報告題目:Data-driven computational methods for stochastic dynamics
報 告 人:李堯副 教授
所在單位:馬薩諸塞大學
報告時間:2024年7月12 日 星期五 上午 10:00 - 11:00
報告地點: 數學樓第一報告廳
校内聯系人:王式柔 shirou@jlu.edu.cn
報告摘要: In this talk, I will summarize our recent progress in using data-driven methods to numerically study the properties of stochastic differential equations. This includes (1) Solving both time-dependent Fokker-Planck equations and stationary Fokker-Planck equations, (2) Estimating the speed of convergence to the steady states, (3) Computing forward and backward eigenfunction of the Fokker-Planck equations, and (4) Solving the Freidlin-Wentzell quasi-potential function.
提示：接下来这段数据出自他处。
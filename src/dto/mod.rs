//! DTOs de la API
//!
//! Requests validados con `validator` y responses serializados con `serde`.

pub mod attachment_dto;
pub mod auth_dto;
pub mod common_dto;
pub mod company_dto;
pub mod driver_dto;
pub mod trip_dto;
pub mod vehicle_dto;

pub use common_dto::ApiResponse;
Compared with traditional methods, our data-driven approaches are significantly more applicable to higher dimensional problems.
報告人簡介:
李堯,馬薩諸塞大學數學與統計系副教授,研究領域為應用動力系統及相關随機計算,近年來在數據驅動的科學計算、數學物理、生物神經網絡以及機器學習等方面取得諸多重要成果,研究工作發表在Communications on Pure and Applied Mathematics,Archive for Rational Mechanics and Analysis,Annals of Applied Probability 等國際重要期刊。